Give back exactly the lines from the start of the listing to the line containing "#[derive(Debug, Deserialize)]", inclusive, and nothing beyond them.

*** ENTRIES SUPPLIED ***

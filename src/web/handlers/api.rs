use axum::{extract::State, http::StatusCode, Json};
use serde::{Deserialize, Serialize};
use std::sync::Arc;
use tracing::{error, info};

use crate::chart::ChartKind;
use crate::db;
use crate::pipeline::{self, AskError};
use crate::web::state::AppState;

// Query types

#[derive(Debug, Deserialize)]
pub struct AskRequest {
    pub question: String,
    #[serde(default)]
    pub chart_type: Option<ChartKind>,
}

#[derive(Debug, Serialize)]
pub struct AskResponse {
    pub question: String,
    pub sql: String,
    pub chart_kind: ChartKind,
    pub chart: Option<serde_json::Value>,
    pub columns: Vec<String>,
    pub rows: Vec<Vec<serde_json::Value>>,
    pub row_count: usize,
    pub cache_hit: bool,
}

// System status

#[derive(Debug, Serialize)]
pub struct SystemStatus {
    pub version: String,
    pub uptime_seconds: i64,
    pub cached_questions: usize,
    pub database_path: String,
}

// API Implementations

pub async fn ask(
    State(state): State<Arc<AppState>>,
    Json(payload): Json<AskRequest>,
) -> Result<Json<AskResponse>, (StatusCode, String)> {
    let question = payload.question.trim();
    if question.is_empty() {
        return Err((StatusCode::BAD_REQUEST, "Question must not be empty".to_string()));
    }

    info!("NL question: {}", question);

    let outcome = pipeline::answer_question(&state, question, payload.chart_type)
        .await
        .map_err(|e| {
            error!("Question failed: {}", e);
            let status = match e {
                AskError::Generation(_) => StatusCode::BAD_GATEWAY,
                AskError::Execution(_) => StatusCode::BAD_REQUEST,
                AskError::QueryTimeout(_) => StatusCode::GATEWAY_TIMEOUT,
            };
            (status, e.to_string())
        })?;

    Ok(Json(AskResponse {
        row_count: outcome.result.row_count(),
        question: outcome.question,
        sql: outcome.sql,
        chart_kind: outcome.chart_kind,
        chart: outcome.chart,
        columns: outcome.result.columns,
        rows: outcome.result.rows,
        cache_hit: outcome.cache_hit,
    }))
}

// Schema
pub async fn get_schema() -> Json<String> {
    Json(db::RETAIL_SALES_DDL.to_string())
}

// System status
pub async fn system_status(State(state): State<Arc<AppState>>) -> Json<SystemStatus> {
    let now = chrono::Utc::now();
    let uptime = now.signed_duration_since(state.startup_time).num_seconds();

    Json(SystemStatus {
        version: env!("CARGO_PKG_VERSION").to_string(),
        uptime_seconds: uptime,
        cached_questions: state.cache.len().await,
        database_path: state.config.database.path.clone(),
    })
}
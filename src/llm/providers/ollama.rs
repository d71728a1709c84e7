use crate::config::LlmConfig;
use crate::llm::{prompt, LlmError, SqlGenerator};
use async_trait::async_trait;
use serde::{Deserialize, Serialize};
use std::time::Duration;
use tracing::{debug, error};

pub struct OllamaProvider {
    client: reqwest::Client,
    api_url: String,
    model: String,
}

#[derive(Serialize, Debug)]
struct OllamaRequest {
    model: String,
    prompt: String,
    temperature: f32,
    stream: bool,
}

#[derive(Deserialize, Debug)]
struct OllamaResponse {
    response: String,
}

impl OllamaProvider {
    pub fn new(config: &LlmConfig) -> Result<Self, LlmError> {
        let api_url = config
            .api_url
            .clone()
            .unwrap_or_else(|| "http://localhost:11434/api/generate".to_string());

        let client = reqwest::Client::builder()
            .timeout(Duration::from_secs(config.timeout_secs))
            .build()
            .map_err(|e| LlmError::ConnectionError(e.to_string()))?;

        Ok(Self {
            client,
            api_url,
            model: config.model.clone(),
        })
    }
}

#[async_trait]
impl SqlGenerator for OllamaProvider {
    async fn generate_sql(&self, question: &str) -> Result<String, LlmError> {
        let request = OllamaRequest {
            model: self.model.clone(),
            prompt: prompt::build(question),
            temperature: 0.1,
            stream: false,
        };

        debug!("Sending request to Ollama at {}", self.api_url);

        let response = self
            .client
            .post(&self.api_url)
            .json(&request)
            .send()
            .await
            .map_err(|e| LlmError::ConnectionError(e.to_string()))?;

        if !response.status().is_success() {
            let status = response.status();
            let error_body = match response.text().await {
                Ok(body) => format!(" - Response body: {}", body),
                Err(_) => String::new(),
            };

            error!("Ollama API responded with status code: {}{}", status, error_body);
            return Err(LlmError::ResponseError(format!(
                "Ollama API responded with status code: {}{}",
                status, error_body
            )));
        }

        let ollama_response: OllamaResponse = response
            .json()
            .await
            .map_err(|e| LlmError::ResponseError(e.to_string()))?;

        if ollama_response.response.trim().is_empty() {
            return Err(LlmError::ResponseError(
                "Empty completion from Ollama".to_string(),
            ));
        }

        Ok(ollama_response.response)
    }
}
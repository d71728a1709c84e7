use serde::Serialize;
use std::fmt;
use std::time::Duration;
use tracing::{debug, info};

use crate::cache::CachedAnswer;
use crate::chart::{self, ChartKind};
use crate::db::{DbError, ResultSet};
use crate::llm::sanitize::sanitize_response;
use crate::llm::LlmError;
use crate::web::state::AppState;

/// First failure wins; nothing is retried.
#[derive(Debug)]
pub enum AskError {
    Generation(LlmError),
    Execution(DbError),
    QueryTimeout(u64),
}

impl fmt::Display for AskError {
    fn fmt(&self, f: &mut fmt::Formatter<'_>) -> fmt::Result {
        match self {
            AskError::Generation(err) => write!(f, "Failed to generate SQL: {}", err),
            AskError::Execution(err) => write!(f, "Query execution failed: {}", err),
            AskError::QueryTimeout(secs) => {
                write!(f, "Query did not complete within {}s", secs)
            }
        }
    }
}

impl std::error::Error for AskError {}

#[derive(Debug, Clone, Serialize)]
pub struct AskOutcome {
    pub question: String,
    pub sql: String,
    pub chart_kind: ChartKind,
    pub chart: Option<serde_json::Value>,
    pub result: ResultSet,
    pub cache_hit: bool,
}

/// Answer one question end to end: cache lookup, otherwise generate →
/// sanitize → execute, then pick and render the chart.
///
/// Chart selection runs after the cache on purpose, so a cached question can
/// still be re-drawn with a different explicit kind.
pub async fn answer_question(
    state: &AppState,
    question: &str,
    requested_chart: Option<ChartKind>,
) -> Result<AskOutcome, AskError> {
    let (answer, cache_hit) = match state.cache.get(question).await {
        Some(answer) => {
            debug!("Cache hit for question: {}", question);
            (answer, true)
        }
        None => {
            let raw = state
                .llm_manager
                .generate_sql(question)
                .await
                .map_err(AskError::Generation)?;
            let sql = sanitize_response(&raw);
            info!("Generated SQL: {}", sql);

            let executor = state.executor.clone();
            let timeout_secs = state.config.database.query_timeout_secs;
            let sql_for_task = sql.clone();
            let task = tokio::task::spawn_blocking(move || executor.execute(&sql_for_task));

            let result = match tokio::time::timeout(Duration::from_secs(timeout_secs), task).await
            {
                Err(_) => return Err(AskError::QueryTimeout(timeout_secs)),
                Ok(Err(join_err)) => {
                    return Err(AskError::Execution(DbError::Execution(join_err.to_string())))
                }
                Ok(Ok(result)) => result.map_err(AskError::Execution)?,
            };

            let answer = CachedAnswer { sql, result };
            state.cache.set(question, answer.clone()).await;
            (answer, false)
        }
    };

    let chart_kind = requested_chart.unwrap_or_else(|| chart::select_chart(question));
    let chart = chart::render(&answer.result, chart_kind);
    if chart.is_none() {
        debug!("No {} chart: result shape does not support it", chart_kind);
    }

    Ok(AskOutcome {
        question: question.to_string(),
        sql: answer.sql,
        chart_kind,
        chart,
        result: answer.result,
        cache_hit,
    })
}
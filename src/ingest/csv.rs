use rusqlite::{params, Connection};
use std::path::{Path, PathBuf};
use tracing::info;

use crate::db::RETAIL_SALES_DDL;
use crate::ingest::IngestError;

const INSERT_SQL: &str = "INSERT INTO retails_sales (
    Transaction_ID, Date, Customer_ID, Gender, Age, Product_Category, Quantity, Price_per_Unit, Total_Amount
) VALUES (?1, ?2, ?3, ?4, ?5, ?6, ?7, ?8, ?9)";

/// One-shot loader: drops and recreates the table, then bulk-inserts the
/// retail CSV in fixed-size batches, one transaction per batch.
pub struct CsvLoader {
    db_path: PathBuf,
    batch_size: usize,
}

impl CsvLoader {
    pub fn new(db_path: impl Into<PathBuf>) -> Self {
        Self {
            db_path: db_path.into(),
            batch_size: 1000,
        }
    }

    pub fn with_batch_size(mut self, batch_size: usize) -> Self {
        self.batch_size = batch_size.max(1);
        self
    }

    /// Returns the number of rows loaded.
    pub fn load(&self, csv_path: &Path) -> Result<usize, IngestError> {
        let mut reader = csv::Reader::from_path(csv_path)
            .map_err(|e| IngestError::ParsingError(e.to_string()))?;

        let mut conn = Connection::open(&self.db_path)
            .map_err(|e| IngestError::DatabaseError(e.to_string()))?;

        conn.execute("DROP TABLE IF EXISTS retails_sales", [])
            .map_err(|e| IngestError::DatabaseError(e.to_string()))?;
        conn.execute(RETAIL_SALES_DDL, [])
            .map_err(|e| IngestError::DatabaseError(e.to_string()))?;

        let mut total = 0usize;
        let mut batch: Vec<csv::StringRecord> = Vec::with_capacity(self.batch_size);

        for record in reader.records() {
            let record = record.map_err(|e| IngestError::ParsingError(e.to_string()))?;
            batch.push(record);

            if batch.len() == self.batch_size {
                insert_batch(&mut conn, &batch)?;
                total += batch.len();
                info!("Inserted rows {} to {}", total - batch.len(), total);
                batch.clear();
            }
        }

        if !batch.is_empty() {
            insert_batch(&mut conn, &batch)?;
            total += batch.len();
        }

        info!("Loaded {} rows into retails_sales", total);
        Ok(total)
    }
}

fn insert_batch(conn: &mut Connection, batch: &[csv::StringRecord]) -> Result<(), IngestError> {
    let tx = conn
        .transaction()
        .map_err(|e| IngestError::DatabaseError(e.to_string()))?;

    {
        let mut stmt = tx
            .prepare(INSERT_SQL)
            .map_err(|e| IngestError::DatabaseError(e.to_string()))?;

        for record in batch {
            if record.len() != 9 {
                return Err(IngestError::ParsingError(format!(
                    "Expected 9 fields, got {}",
                    record.len()
                )));
            }

            stmt.execute(params![
                field_i64(record, 0)?, // Transaction_ID
                record.get(1),         // Date
                record.get(2),         // Customer_ID
                record.get(3),         // Gender
                field_i64(record, 4)?, // Age
                record.get(5),         // Product_Category
                field_i64(record, 6)?, // Quantity
                field_f64(record, 7)?, // Price_per_Unit
                field_f64(record, 8)?, // Total_Amount
            ])
            .map_err(|e| IngestError::DatabaseError(e.to_string()))?;
        }
    }

    tx.commit()
        .map_err(|e| IngestError::DatabaseError(e.to_string()))?;
    Ok(())
}

fn field_i64(record: &csv::StringRecord, idx: usize) -> Result<i64, IngestError> {
    let raw = record.get(idx).unwrap_or_default();
    raw.trim()
        .parse::<i64>()
        .map_err(|e| IngestError::ParsingError(format!("Column {}: '{}' ({})", idx, raw, e)))
}

fn field_f64(record: &csv::StringRecord, idx: usize) -> Result<f64, IngestError> {
    let raw = record.get(idx).unwrap_or_default();
    raw.trim()
        .parse::<f64>()
        .map_err(|e| IngestError::ParsingError(format!("Column {}: '{}' ({})", idx, raw, e)))
}

#[cfg(test)]
mod tests {
    use super::*;
    use tempfile::TempDir;

    const HEADER: &str = "Transaction ID,Date,Customer ID,Gender,Age,Product Category,Quantity,Price per Unit,Total Amount\n";

    #[test]
    fn loads_rows_in_batches() {
        let dir = TempDir::new().unwrap();
        let csv_path = dir.path().join("sales.csv");
        let db_path = dir.path().join("retails.db");

        let mut content = HEADER.to_string();
        for i in 1..=5 {
            content.push_str(&format!(
                "{},2023-01-0{},CUST{:03},Male,30,Electronics,2,50.0,100.0\n",
                i, i, i
            ));
        }
        std::fs::write(&csv_path, content).unwrap();

        let loaded = CsvLoader::new(&db_path)
            .with_batch_size(2)
            .load(&csv_path)
            .unwrap();
        assert_eq!(loaded, 5);

        let conn = Connection::open(&db_path).unwrap();
        let count: i64 = conn
            .query_row("SELECT COUNT(*) FROM retails_sales", [], |row| row.get(0))
            .unwrap();
        assert_eq!(count, 5);

        let category: String = conn
            .query_row(
                "SELECT Product_Category FROM retails_sales WHERE Transaction_ID = 3",
                [],
                |row| row.get(0),
            )
            .unwrap();
        assert_eq!(category, "Electronics");
    }

    #[test]
    fn reload_replaces_previous_data() {
        let dir = TempDir::new().unwrap();
        let csv_path = dir.path().join("sales.csv");
        let db_path = dir.path().join("retails.db");

        let row = "1,2023-01-01,CUST001,Female,25,Beauty,1,10.0,10.0\n";
        std::fs::write(&csv_path, format!("{}{}", HEADER, row)).unwrap();

        let loader = CsvLoader::new(&db_path);
        loader.load(&csv_path).unwrap();
        loader.load(&csv_path).unwrap();

        let conn = Connection::open(&db_path).unwrap();
        let count: i64 = conn
            .query_row("SELECT COUNT(*) FROM retails_sales", [], |row| row.get(0))
            .unwrap();
        assert_eq!(count, 1);
    }

    #[test]
    fn short_record_is_a_parsing_error() {
        let dir = TempDir::new().unwrap();
        let csv_path = dir.path().join("sales.csv");
        let db_path = dir.path().join("retails.db");

        std::fs::write(&csv_path, "a,b\n1,2\n").unwrap();

        let err = CsvLoader::new(&db_path).load(&csv_path).unwrap_err();
        assert!(matches!(err, IngestError::ParsingError(_)));
    }
}
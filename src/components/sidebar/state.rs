use serde::{Deserialize, Serialize};
use strum_macros::EnumString;

#[derive(
    Copy, Clone, Debug, Default, Eq, PartialEq, Hash, Serialize, Deserialize, EnumString,
)]
pub enum SidebarType {
    #[default]
    List,
    Edit,
    Add,
}

impl SidebarType {
    pub fn is_list(&self) -> bool {
        matches!(self, SidebarType::List)
    }

    pub fn is_edit(&self) -> bool {
        matches!(self, SidebarType::Edit)
    }
}

/// Immutable record. `with_type` hands out a new instance instead of
/// mutating this one.
#[derive(Copy, Clone, Debug, Default, Eq, PartialEq, Serialize, Deserialize)]
pub struct SidebarState {
    #[serde(rename = "type", default)]
    kind: SidebarType,
}

impl SidebarState {
    pub fn new(kind: SidebarType) -> Self {
        Self { kind }
    }

    pub fn kind(&self) -> SidebarType {
        self.kind
    }

    pub fn with_type(&self, kind: SidebarType) -> Self {
        Self { kind }
    }
}
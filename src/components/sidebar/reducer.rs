use super::state::{SidebarState, SidebarType};

#[derive(Clone, Copy, Debug, Eq, PartialEq)]
pub enum SidebarAction {
    ChangeType(SidebarType),
}

pub fn reduce(state: &SidebarState, action: &SidebarAction) -> Option<SidebarState> {
    log::trace!("{action:?}");
    match action {
        SidebarAction::ChangeType(kind) => Some(state.with_type(*kind)),
    }
}
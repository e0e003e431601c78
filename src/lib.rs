pub mod app;
pub mod components;
pub mod environment;
pub mod store;

pub use app::{init_logging, App, AppAction, AppReducer, AppState, AppStore};
pub use components::chart::{ChartAction, ChartData, ChartState, ChartStateService};
pub use components::sidebar::{SidebarAction, SidebarState, SidebarStateService, SidebarType};
pub use environment::{Environment, Repository};
pub use store::{Listener, Reducer, Store, Stream, Subscription};
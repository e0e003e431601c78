pub mod chart;
pub mod sidebar;
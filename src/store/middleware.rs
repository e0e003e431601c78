use std::cell::RefCell;
use std::rc::Rc;

/// Sees every dispatched action before the reducer does.
pub trait Middleware<A, S> {
    /// Return `false` to consume the action so it never reaches the reducer.
    fn handle(&mut self, action: &A, state: &S) -> bool;
}

/// Logs every action together with the state it is applied to.
#[derive(Debug, Default, Clone, Copy)]
pub struct LogMiddleware;

impl<A: std::fmt::Debug, S: std::fmt::Debug> Middleware<A, S> for LogMiddleware {
    fn handle(&mut self, action: &A, state: &S) -> bool {
        log::trace!("dispatch {action:?} on {state:?}");
        true
    }
}

/// Keeps a copy of every action passing through. The recorded list is
/// shared, so a clone kept outside the store sees what the store saw.
#[derive(Debug, Clone)]
pub struct RecordingMiddleware<A> {
    actions: Rc<RefCell<Vec<A>>>,
}

impl<A> Default for RecordingMiddleware<A> {
    fn default() -> Self {
        Self {
            actions: Rc::new(RefCell::new(Vec::new())),
        }
    }
}

impl<A: Clone> RecordingMiddleware<A> {
    pub fn actions(&self) -> Vec<A> {
        self.actions.borrow().clone()
    }

    pub fn clear(&self) {
        self.actions.borrow_mut().clear();
    }
}

impl<A: Clone, S> Middleware<A, S> for RecordingMiddleware<A> {
    fn handle(&mut self, action: &A, _state: &S) -> bool {
        self.actions.borrow_mut().push(action.clone());
        true
    }
}
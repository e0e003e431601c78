pub mod repository;
pub mod types;

pub use repository::Repository;

#[derive(Clone)]
pub struct Environment {
    pub repository: Repository,
}

impl std::fmt::Debug for Environment {
    fn fmt(&self, f: &mut std::fmt::Formatter<'_>) -> std::fmt::Result {
        f.debug_struct("Environment")
            .field("directory", &self.repository.directory())
            .finish()
    }
}

impl Environment {
    pub fn new(repository: Repository) -> Self {
        Self { repository }
    }
}
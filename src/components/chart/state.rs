use chrono::{DateTime, Utc};
use im::Vector;
use serde::{Deserialize, Serialize};

/// Range used until the user (or the settings) picks another one
pub const DEFAULT_RANGE: &str = "3mo";

/// One point of a price chart. Every field is optional so that an empty
/// point (nothing selected) is just `ChartData::default()`.
#[derive(Clone, Debug, Default, Serialize, Deserialize)]
pub struct ChartData {
    #[serde(default, skip_serializing_if = "Option::is_none")]
    pub date: Option<DateTime<Utc>>,
    #[serde(default, skip_serializing_if = "Option::is_none")]
    pub open: Option<f64>,
    #[serde(default, skip_serializing_if = "Option::is_none")]
    pub high: Option<f64>,
    #[serde(default, skip_serializing_if = "Option::is_none")]
    pub low: Option<f64>,
    #[serde(default, skip_serializing_if = "Option::is_none")]
    pub close: Option<f64>,
    #[serde(default, skip_serializing_if = "Option::is_none")]
    pub volume: Option<f64>,
}

impl ChartData {
    pub fn from_close(close: f64) -> Self {
        Self {
            close: Some(close),
            ..Default::default()
        }
    }

    pub fn is_empty(&self) -> bool {
        self == &Self::default()
    }
}

// NaN compares equal to NaN, otherwise a NaN price would never settle
// and every store update would republish the point.
impl PartialEq for ChartData {
    fn eq(&self, other: &Self) -> bool {
        self.date == other.date
            && same_price(self.open, other.open)
            && same_price(self.high, other.high)
            && same_price(self.low, other.low)
            && same_price(self.close, other.close)
            && same_price(self.volume, other.volume)
    }
}

fn same_price(a: Option<f64>, b: Option<f64>) -> bool {
    match (a, b) {
        (Some(a), Some(b)) => a == b || (a.is_nan() && b.is_nan()),
        (None, None) => true,
        _ => false,
    }
}

#[derive(Clone, Debug, PartialEq, Serialize, Deserialize)]
pub struct ChartState {
    pub data: Vector<ChartData>,
    pub loader: bool,
    pub error: Option<String>,
    pub point: ChartData,
    pub range: String,
}

impl Default for ChartState {
    fn default() -> Self {
        Self {
            data: Vector::new(),
            loader: false,
            error: None,
            point: ChartData::default(),
            range: DEFAULT_RANGE.to_string(),
        }
    }
}

// Copy-with-replacement. Every update produces a new state value.

impl ChartState {
    pub fn with_range(range: impl Into<String>) -> Self {
        Self {
            range: range.into(),
            ..Default::default()
        }
    }

    pub fn replace_data(&self, data: Vector<ChartData>) -> Self {
        Self {
            data,
            ..self.clone()
        }
    }

    pub fn replace_loader(&self, loader: bool) -> Self {
        Self {
            loader,
            ..self.clone()
        }
    }

    pub fn replace_error(&self, error: Option<String>) -> Self {
        Self {
            error,
            ..self.clone()
        }
    }

    pub fn replace_point(&self, point: ChartData) -> Self {
        Self {
            point,
            ..self.clone()
        }
    }

    pub fn replace_range(&self, range: String) -> Self {
        Self {
            range,
            ..self.clone()
        }
    }
}
mod middleware;
mod publisher;
mod reducer;

pub use middleware::{LogMiddleware, Middleware, RecordingMiddleware};
pub use publisher::{Subject, SubscriberId, Subscription, Unsubscribe};
pub use reducer::Reducer;

use std::cell::{Cell, RefCell};
use std::collections::VecDeque;
use std::rc::Rc;

use publisher::Registry;

type BoxedMiddleware<R> =
    Box<dyn Middleware<<R as Reducer>::Action, <R as Reducer>::State>>;

/// Central holder of the application state.
///
/// The store is single threaded and meant to be created once by the
/// application root and handed around as `Rc<Store<_>>`. A dispatch runs
/// the middleware chain, the reducer and all listeners before it returns.
/// Actions dispatched from inside a listener are queued and processed
/// before the outer `dispatch` returns.
pub struct Store<R: Reducer> {
    state: RefCell<R::State>,
    listeners: Rc<Registry<R::State>>,
    middleware: RefCell<Vec<BoxedMiddleware<R>>>,
    pending: RefCell<VecDeque<R::Action>>,
    dispatching: Cell<bool>,
}

impl<R> Store<R>
where
    R: Reducer,
    R::State: 'static,
{
    pub fn new(initial: R::State) -> Self {
        let store = Self {
            state: RefCell::new(initial),
            listeners: Rc::new(Registry::default()),
            middleware: RefCell::new(Vec::new()),
            pending: RefCell::new(VecDeque::new()),
            dispatching: Cell::new(false),
        };
        if let Some(action) = R::initial_action() {
            store.dispatch(action);
        }
        store
    }

    /// A copy of the current state snapshot
    pub fn state(&self) -> R::State {
        self.state.borrow().clone()
    }

    pub fn with<T>(&self, action: impl FnOnce(&R::State) -> T) -> T {
        action(&self.state.borrow())
    }

    pub fn add_middleware(&self, middleware: Box<dyn Middleware<R::Action, R::State>>) {
        self.middleware.borrow_mut().push(middleware);
    }

    pub fn dispatch(&self, action: impl Into<R::Action>) {
        self.pending.borrow_mut().push_back(action.into());
        if self.dispatching.get() {
            log::trace!("dispatch queued while another dispatch is running");
            return;
        }
        let _guard = DispatchGuard::enter(&self.dispatching);
        loop {
            let next = self.pending.borrow_mut().pop_front();
            let Some(action) = next else {
                break;
            };
            self.process(action);
        }
    }

    fn process(&self, action: R::Action) {
        log::trace!("{action:?}");
        let should_reduce = {
            let state = self.state.borrow();
            let mut chain = self.middleware.borrow_mut();
            chain.iter_mut().all(|m| m.handle(&action, &state))
        };
        if !should_reduce {
            log::debug!("action consumed by middleware: {action:?}");
            return;
        }

        let next = R::reduce(&self.state.borrow(), &action);
        let Some(next) = next else {
            return;
        };
        *self.state.borrow_mut() = next.clone();
        self.listeners.notify(&next);
    }

    /// Register a raw listener, called with the new state after every
    /// state replacement. Unlike streams it does not replay the current
    /// state and does not deduplicate. The listener is removed when the
    /// returned handle is dropped.
    pub fn listen(&self, callback: impl Fn(&R::State) + 'static) -> Listener {
        let id = self.listeners.register(Rc::new(callback));
        let registry: Rc<dyn Unsubscribe> = self.listeners.clone();
        Listener {
            subscription: Some(Subscription::new(id, Rc::downgrade(&registry))),
        }
    }

    pub fn listener_count(&self) -> usize {
        self.listeners.len()
    }

    /// Project one slice of the state into a replaying, deduplicating
    /// stream. The stream stays attached to the store for as long as the
    /// returned `Selection` lives.
    pub fn select<T>(&self, projection: impl Fn(&R::State) -> T + 'static) -> Selection<T>
    where
        T: Clone + PartialEq + 'static,
    {
        let subject = Rc::new(Subject::new(self.with(&projection)));
        let target = subject.clone();
        let listener = self.listen(move |state| {
            target.next(projection(state));
        });
        Selection {
            stream: Stream { subject },
            _listener: listener,
        }
    }
}

/// Clears the dispatching flag even when a reducer, middleware or
/// listener panics, so later dispatches are not stuck in the queue.
struct DispatchGuard<'a>(&'a Cell<bool>);

impl<'a> DispatchGuard<'a> {
    fn enter(flag: &'a Cell<bool>) -> Self {
        flag.set(true);
        Self(flag)
    }
}

impl Drop for DispatchGuard<'_> {
    fn drop(&mut self) {
        self.0.set(false);
    }
}

/// Store listener registration. Dropping it removes the listener.
#[must_use = "dropping a listener removes it from the store"]
pub struct Listener {
    subscription: Option<Subscription>,
}

impl Listener {
    pub fn id(&self) -> Option<SubscriberId> {
        self.subscription.as_ref().map(Subscription::id)
    }
}

impl Drop for Listener {
    fn drop(&mut self) {
        if let Some(subscription) = self.subscription.take() {
            subscription.unsubscribe();
        }
    }
}

impl std::fmt::Debug for Listener {
    fn fmt(&self, f: &mut std::fmt::Formatter<'_>) -> std::fmt::Result {
        f.debug_struct("Listener").field("id", &self.id()).finish()
    }
}

impl<R: Reducer> std::fmt::Debug for Store<R> {
    fn fmt(&self, f: &mut std::fmt::Formatter<'_>) -> std::fmt::Result {
        f.debug_struct("Store")
            .field("state", &self.state.borrow())
            .field("listeners", &self.listeners.len())
            .field("middleware", &self.middleware.borrow().len())
            .finish()
    }
}

/// Read-only view on a `Subject`: subscribers get the current value on
/// subscription and every distinct change afterwards. A stream never
/// errors and never completes on its own.
pub struct Stream<T> {
    subject: Rc<Subject<T>>,
}

impl<T> Clone for Stream<T> {
    fn clone(&self) -> Self {
        Self {
            subject: self.subject.clone(),
        }
    }
}

impl<T: Clone + PartialEq + 'static> Stream<T> {
    pub fn subscribe(&self, callback: impl Fn(&T) + 'static) -> Subscription {
        self.subject.subscribe(callback)
    }

    pub fn receiver(&self) -> flume::Receiver<T> {
        self.subject.receiver()
    }

    pub fn value(&self) -> T {
        self.subject.value()
    }

    pub fn subscriber_count(&self) -> usize {
        self.subject.subscriber_count()
    }
}

impl<T: std::fmt::Debug> std::fmt::Debug for Stream<T> {
    fn fmt(&self, f: &mut std::fmt::Formatter<'_>) -> std::fmt::Result {
        f.debug_tuple("Stream").field(&self.subject).finish()
    }
}

/// A `Stream` bound to a store listener. Dropping it detaches the listener.
pub struct Selection<T> {
    stream: Stream<T>,
    _listener: Listener,
}

impl<T> Selection<T> {
    pub fn stream(&self) -> &Stream<T> {
        &self.stream
    }
}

*** End of ENTRIES SUPPLIED ***

ANSWER FOR THE TASK.
filename src/web/handlers/api.rs
use axum::{extract::State, http::StatusCode, Json};
use serde::{Deserialize, Serialize};
use std::sync::Arc;
use tracing::{error, info};

use crate::chart::ChartKind;
use crate::db;
use crate::pipeline::{self, AskError};
use crate::web::state::AppState;

// Query types

#[derive(Debug, Deserialize)]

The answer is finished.